Quarks are particles that make up protons and neutrons.

Their systematic studies concluded that there are no unique characteristics between the top quark and the weak force.

Instead, top quark’s behavior is identical to that of all other quarks. McFarland mentioned that the mass of the top quark is about the mass of a gold atom.

In the Standard Model of Particle Physics, this fact indicates that it takes enormous amounts of energy to produce top quark unlike any other quark in the space.

He added that this is one of the reasons why top quark is a very unique particle.

Ever since Professor of Physics Paul Tipton discovered the top quark in 1995, numerous physicists around the world have been researching and investigating its possible unique characteristics and whether the top quark decays in the same ways as other quarks.

Among physicists, decaying of quarks and the fact that they all have weak force interactions which cause them to violate Parity, movements of particles if the direction in space is suddenly reversed, are already known facts.

Parity is a left and right-handed symmetrical movement of particles in the space.
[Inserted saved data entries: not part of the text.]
use super::types::PlayerId;
use crate::error::MoveError;
use serde::{Deserialize, Serialize};

pub const ROWS: usize = 6;
pub const COLS: usize = 7;

/// The board: row 0 is the top row, pieces stack from the bottom.
#[derive(Debug, Clone, Copy, PartialEq, Eq, Serialize, Deserialize)]
pub struct Grid {
    cells: [[Option<PlayerId>; COLS]; ROWS],
}

impl Grid {
    pub fn new() -> Self {
        Grid {
            cells: [[None; COLS]; ROWS],
        }
    }

    pub fn get(&self, row: usize, col: usize) -> Option<PlayerId> {
        self.cells[row][col]
    }

    pub fn is_column_full(&self, col: usize) -> bool {
        col >= COLS || self.cells[0][col].is_some()
    }

    pub fn is_full(&self) -> bool {
        (0..COLS).all(|col| self.is_column_full(col))
    }

    /// Drops a mark into the lowest empty cell of `col` and returns the
    /// landing row.
    pub fn drop(&mut self, col: usize, player: PlayerId) -> Result<usize, MoveError> {
        if col >= COLS {
            return Err(MoveError::OutOfRange(col));
        }
        for row in (0..ROWS).rev() {
            if self.cells[row][col].is_none() {
                self.cells[row][col] = Some(player);
                return Ok(row);
            }
        }
        Err(MoveError::ColumnFull(col))
    }

    /// Row-major wire encoding: 0 empty, 1 Player1, 2 Player2.
    pub fn flatten(&self) -> Vec<u8> {
        let mut flat = Vec::with_capacity(ROWS * COLS);
        for row in &self.cells {
            for cell in row {
                flat.push(cell.map(PlayerId::mark).unwrap_or(0));
            }
        }
        flat
    }
}

impl Default for Grid {
    fn default() -> Self {
        Grid::new()
    }
}
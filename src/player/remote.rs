use crate::core::PlayerId;
use crate::game::GameState;
use crate::network::BotClient;
use crate::player::BotController;

/// Bot slot backed by the HTTP bot service.
pub struct RemoteBot {
    player: PlayerId,
    name: String,
    client: BotClient,
}

impl RemoteBot {
    pub fn new(player: PlayerId, name: &str, client: BotClient) -> Self {
        RemoteBot {
            player,
            name: name.to_string(),
            client,
        }
    }
}

#[async_trait::async_trait]
impl BotController for RemoteBot {
    fn name(&self) -> &str {
        &self.name
    }

    async fn choose_column(&self, state: &GameState) -> anyhow::Result<usize> {
        self.client.get_move(self.player, state.grid()).await
    }
}
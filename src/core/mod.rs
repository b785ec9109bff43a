pub mod grid;
pub mod record;
pub mod types;

pub use grid::{Grid, COLS, ROWS};
pub use record::MoveRecord;
pub use types::{PlayerId, PlayerKind, PlayerSlot};
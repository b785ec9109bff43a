pub mod log;
pub mod replay;
pub mod scheduler;
pub mod session;

pub use replay::{GameLogPlayer, ReplayStatus};
pub use scheduler::{Scheduler, TaskKind, Token};
pub use session::{GameSession, LogSource};

use crate::core::{Grid, PlayerId};
use crate::error::MoveError;
use crate::logic;
use serde::{Deserialize, Serialize};

#[derive(Debug, Clone, Copy, PartialEq, Eq, Serialize, Deserialize)]
pub enum GameStatus {
    InProgress,
    Won(PlayerId),
    Draw,
}

/// The whole game state: grid, turn, status. Terminal states reject all
/// further moves, so a finished game can never be mutated by a late event.
#[derive(Debug, Clone, PartialEq, Eq, Serialize, Deserialize)]
pub struct GameState {
    grid: Grid,
    current_player: PlayerId,
    status: GameStatus,
    move_count: usize,
}

impl GameState {
    pub fn new() -> Self {
        GameState {
            grid: Grid::new(),
            current_player: PlayerId::Player1,
            status: GameStatus::InProgress,
            move_count: 0,
        }
    }

    pub fn grid(&self) -> &Grid {
        &self.grid
    }

    pub fn current_player(&self) -> PlayerId {
        self.current_player
    }

    pub fn status(&self) -> GameStatus {
        self.status
    }

    pub fn move_count(&self) -> usize {
        self.move_count
    }

    /// Validates and applies one move for `slot`, returning the landing row.
    /// Drop, win check and status update happen as one step; on any error the
    /// state is left untouched.
    pub fn apply_move(&mut self, slot: PlayerId, column: usize) -> Result<usize, MoveError> {
        if self.status != GameStatus::InProgress {
            return Err(MoveError::TerminalState);
        }
        if slot != self.current_player {
            return Err(MoveError::OutOfTurn(slot));
        }

        let row = self.grid.drop(column, slot)?;
        self.move_count += 1;

        if let Some(winner) = logic::find_winner(&self.grid) {
            self.status = GameStatus::Won(winner);
        } else if self.grid.is_full() {
            self.status = GameStatus::Draw;
        } else {
            self.current_player = self.current_player.opponent();
        }
        Ok(row)
    }

    /// Back to an empty board with Player1 to move. Pending scheduled work
    /// must be cancelled by the caller before resetting.
    pub fn reset(&mut self) {
        *self = GameState::new();
    }
}

impl Default for GameState {
    fn default() -> Self {
        GameState::new()
    }
}
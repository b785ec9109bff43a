use super::types::PlayerId;
use serde::{Deserialize, Deserializer, Serialize};
use std::fmt;

/// One entry of a recorded game, in the simulation service's wire shape:
/// `{"player": 1|2, "move": <column>}`. The service reports agent failures
/// with a non-numeric `move`, so the column is decoded leniently instead of
/// rejecting the whole log.
#[derive(Debug, Clone, Copy, PartialEq, Eq, Serialize, Deserialize)]
pub struct MoveRecord {
    pub player: u8,
    #[serde(rename = "move", deserialize_with = "lenient_column")]
    pub column: Option<usize>,
}

impl MoveRecord {
    pub fn new(player: PlayerId, column: usize) -> Self {
        MoveRecord {
            player: player.mark(),
            column: Some(column),
        }
    }

    /// The slot the entry claims to be from, if the mark value is valid.
    pub fn slot(&self) -> Option<PlayerId> {
        PlayerId::from_mark(self.player)
    }
}

impl fmt::Display for MoveRecord {
    fn fmt(&self, f: &mut fmt::Formatter) -> fmt::Result {
        match self.column {
            Some(col) => write!(f, "player {} -> column {}", self.player, col),
            None => write!(f, "player {} -> (no column)", self.player),
        }
    }
}

fn lenient_column<'de, D>(deserializer: D) -> Result<Option<usize>, D::Error>
where
    D: Deserializer<'de>,
{
    let value = serde_json::Value::deserialize(deserializer)?;
    Ok(value.as_u64().map(|n| n as usize))
}
use crate::core::MoveRecord;
use serde::{Deserialize, Serialize};

/// Response of `GET /get_move`: the column the bot wants to play.
#[derive(Debug, Clone, Copy, Serialize, Deserialize)]
pub struct BotMoveResponse {
    #[serde(rename = "move")]
    pub column: usize,
}

/// Response of `GET /simulate_game`: one full bot-vs-bot game, in order.
pub type GameLog = Vec<MoveRecord>;
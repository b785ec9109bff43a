use crate::core::PlayerId;

/// Reasons a candidate move is rejected. All of these are recoverable: the
/// caller leaves the game state unchanged and waits for the next input.
#[derive(Debug, Clone, Copy, PartialEq, Eq, thiserror::Error)]
pub enum MoveError {
    #[error("column {0} is outside the board")]
    OutOfRange(usize),

    #[error("column {0} is full")]
    ColumnFull(usize),

    #[error("it is not {0}'s turn")]
    OutOfTurn(PlayerId),

    #[error("the game is already over")]
    TerminalState,
}
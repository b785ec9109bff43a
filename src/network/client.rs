use super::protocol::{BotMoveResponse, GameLog};
use crate::core::{Grid, PlayerId};
use anyhow::Context;
use std::time::Duration;

pub const DEFAULT_SERVER: &str = "http://localhost:5000";

const REQUEST_TIMEOUT: Duration = Duration::from_secs(10);

/// HTTP client for the external bot service. Failures are returned to the
/// caller as "no move produced"; the session decides what to do next, the
/// client never retries on its own.
#[derive(Debug, Clone)]
pub struct BotClient {
    http: reqwest::Client,
    base_url: String,
}

impl BotClient {
    pub fn new(base_url: &str) -> anyhow::Result<Self> {
        let http = reqwest::Client::builder()
            .timeout(REQUEST_TIMEOUT)
            .build()?;
        Ok(BotClient {
            http,
            base_url: base_url.trim_end_matches('/').to_string(),
        })
    }

    /// Asks the service for `player`'s next column given the current board.
    pub async fn get_move(&self, player: PlayerId, grid: &Grid) -> anyhow::Result<usize> {
        let board = serde_json::to_string(&grid.flatten())?;
        let response = self
            .http
            .get(format!("{}/get_move", self.base_url))
            .query(&[
                ("player", player.mark().to_string()),
                ("board", board),
            ])
            .send()
            .await
            .context("bot service unreachable")?
            .error_for_status()
            .context("bot service rejected the request")?;

        let parsed: BotMoveResponse = response
            .json()
            .await
            .context("bot service returned no usable move")?;
        Ok(parsed.column)
    }

    /// Fetches a complete pre-computed bot-vs-bot game.
    pub async fn simulate_game(&self) -> anyhow::Result<GameLog> {
        let response = self
            .http
            .get(format!("{}/simulate_game", self.base_url))
            .send()
            .await
            .context("simulation service unreachable")?
            .error_for_status()
            .context("simulation service rejected the request")?;

        let log: GameLog = response
            .json()
            .await
            .context("simulation service returned an unreadable log")?;
        Ok(log)
    }
}
//! Task, response, and dead-letter messages

use chrono::{DateTime, Utc};
use serde::{Deserialize, Serialize};
use serde_json::Value;
use std::collections::BTreeSet;
use std::fmt;
use std::str::FromStr;

use crate::ids::{MessageId, RequestId};

/// Opaque key/value payload carried by tasks and responses
pub type Payload = serde_json::Map<String, Value>;

/// Convert any JSON value into a [`Payload`].
///
/// Objects are used as-is; any other value is wrapped under a `"value"` key.
pub fn into_payload(value: Value) -> Payload {
    match value {
        Value::Object(map) => map,
        other => {
            let mut map = Payload::new();
            map.insert("value".to_string(), other);
            map
        }
    }
}

/// Lifecycle status of a queued message
#[derive(Debug, Clone, Copy, PartialEq, Eq, Hash, Default, Serialize, Deserialize)]
#[serde(rename_all = "snake_case")]
pub enum TaskStatus {
    #[default]
    Pending,
    Processing,
    Completed,
    Failed,
}

impl TaskStatus {
    pub fn as_str(&self) -> &'static str {
        match self {
            TaskStatus::Pending => "pending",
            TaskStatus::Processing => "processing",
            TaskStatus::Completed => "completed",
            TaskStatus::Failed => "failed",
        }
    }

    /// Completed and failed messages receive no further processing
    pub fn is_terminal(&self) -> bool {
        matches!(self, TaskStatus::Completed | TaskStatus::Failed)
    }
}

impl FromStr for TaskStatus {
    type Err = String;

    fn from_str(s: &str) -> Result<Self, Self::Err> {
        match s {
            "pending" => Ok(TaskStatus::Pending),
            "processing" => Ok(TaskStatus::Processing),
            "completed" => Ok(TaskStatus::Completed),
            "failed" => Ok(TaskStatus::Failed),
            other => Err(format!("unknown task status: {other}")),
        }
    }
}

impl fmt::Display for TaskStatus {
    fn fmt(&self, f: &mut fmt::Formatter<'_>) -> fmt::Result {
        f.write_str(self.as_str())
    }
}

/// A unit of work submitted for processing by an agent
///
/// The agent type is kept as the producer submitted it; resolving it against
/// the known agent types is the coordinator's job.
#[derive(Debug, Clone, PartialEq, Serialize, Deserialize)]
pub struct Task {
    pub message_id: MessageId,
    pub timestamp: DateTime<Utc>,
    pub retry_count: u32,
    pub status: TaskStatus,
    pub agent_type: String,
    pub task_data: Payload,
    pub parent_request_id: RequestId,
    /// Advisory only; never used to order execution.
    #[serde(default)]
    pub dependencies: BTreeSet<MessageId>,
}

impl Task {
    /// Create a pending task with a fresh message id and parent request id
    pub fn new(agent_type: impl Into<String>, task_data: Payload) -> Self {
        Self {
            message_id: MessageId::new(),
            timestamp: Utc::now(),
            retry_count: 0,
            status: TaskStatus::Pending,
            agent_type: agent_type.into(),
            task_data,
            parent_request_id: RequestId::new(),
            dependencies: BTreeSet::new(),
        }
    }

    /// Attach the task to an existing external request
    pub fn with_parent_request(mut self, parent_request_id: RequestId) -> Self {
        self.parent_request_id = parent_request_id;
        self
    }

    /// Use a caller-chosen message id, making re-submission idempotent
    pub fn with_message_id(mut self, message_id: MessageId) -> Self {
        self.message_id = message_id;
        self
    }

    /// Record a task this one depends on
    pub fn with_dependency(mut self, dependency: MessageId) -> Self {
        self.dependencies.insert(dependency);
        self
    }
}

/// Result of processing one task
///
/// Built through [`Response::success`] or [`Response::failure`], so a terminal
/// response carries either a result or an error, never both.
#[derive(Debug, Clone, PartialEq, Serialize, Deserialize)]
pub struct Response {
    message_id: MessageId,
    timestamp: DateTime<Utc>,
    status: TaskStatus,
    task_id: MessageId,
    result: Payload,
    error: Option<String>,
}

impl Response {
    pub fn success(task_id: MessageId, result: Payload) -> Self {
        Self {
            message_id: MessageId::new(),
            timestamp: Utc::now(),
            status: TaskStatus::Completed,
            task_id,
            result,
            error: None,
        }
    }

    pub fn failure(task_id: MessageId, error: impl Into<String>) -> Self {
        Self {
            message_id: MessageId::new(),
            timestamp: Utc::now(),
            status: TaskStatus::Failed,
            task_id,
            result: Payload::new(),
            error: Some(error.into()),
        }
    }

    pub fn message_id(&self) -> MessageId {
        self.message_id
    }

    pub fn timestamp(&self) -> DateTime<Utc> {
        self.timestamp
    }

    pub fn status(&self) -> TaskStatus {
        self.status
    }

    /// Id of the task this response answers
    pub fn task_id(&self) -> MessageId {
        self.task_id
    }

    pub fn result(&self) -> &Payload {
        &self.result
    }

    pub fn error(&self) -> Option<&str> {
        self.error.as_deref()
    }

    pub fn is_success(&self) -> bool {
        self.error.is_none()
    }
}

/// A task that could not be delivered, held for operator inspection
#[derive(Debug, Clone, PartialEq, Serialize, Deserialize)]
pub struct DeadLetter {
    pub message_id: MessageId,
    pub timestamp: DateTime<Utc>,
    pub task: Task,
    pub error: String,
    pub failed_at: DateTime<Utc>,
}

impl DeadLetter {
    pub fn new(task: Task, error: impl Into<String>) -> Self {
        let now = Utc::now();
        Self {
            message_id: MessageId::new(),
            timestamp: now,
            task,
            error: error.into(),
            failed_at: now,
        }
    }
}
Hence, if particles violate parity, then they are left-handed and not symmetric.

“I would call [this investigation] a precision study of the handedness of the top quark,” Professor of Physics and a collaborator in the investigation Arie Bodek said.

Since its first discovery, numerous theories suggested that the top quark can be an exception when compared to other quarks, due to its heaviness and the amount of energy it contains.

Hence, physicists had skepticism toward the mysterious top quark – its interactions with the weak force and whether it violated Parity unlike other quarks or not.

In space, there are strong and weak forces. Strong forces connect quarks together while weak forces change particles’ identity.

Weak forces require particles to stay close together in a given space in order for particles to change their identities.

To change a particle’s identity, the particle must borrow lots of energy, but those borrowed energies are not free.

It must give those energies back as soon as possible to the lender.

“It works just like a bank,” McFarland said. “But this happens in the space.”

Due to the fact that particles must give back borrowed energies as soon as possible, particles must stay close so that they can give them back quickly.

Moreover, since a changing particle’s identity requires these efforts, it does not happen often – hence, the term “weak.”

Since top quark is the heaviest particle in known physics and it is even heavier than the W-boson – the particle that carries the weak force – physicists imagined that the top quark must decay differently than all other quarks.

According to Kilminster and McFarland’s investigations, the result was that the top quark actually decayed in the same way as other quarks and violated Parity. Thus, all known quarks are left-handed.

But there are two big puzzles to the relationship between the top quark and the weak force.

If the weak force interaction is very rare, physicists do not know where the top quark received all energies.

“Similarly, we do not understand why the weak interaction is left-handed,” Bodek said.

“Is there another universe in which the weak interaction is right-handed? The thing about science is that the more one learns, it raises new questions that one could ask.”

Hoping to solve these two big puzzles, Kilminster continues to research regarding this matter at the Ohio State University as a post-doctoral researcher.

“Even though we can’t get them [theory based results] today, we’ll get them next time,” McFarland said. “We’re basically trying to kill two birds with one stone.”

National Science Foundation and the U.S. Department of Energy funded this research.

It involved over 500 collaborators and among those collaborators, 20 of them were UR graduate students and researchers.

“It is actually a lot of fun when getting to work with such incredibly bright students and researchers including [Kilminster] and many others,” McFarland said.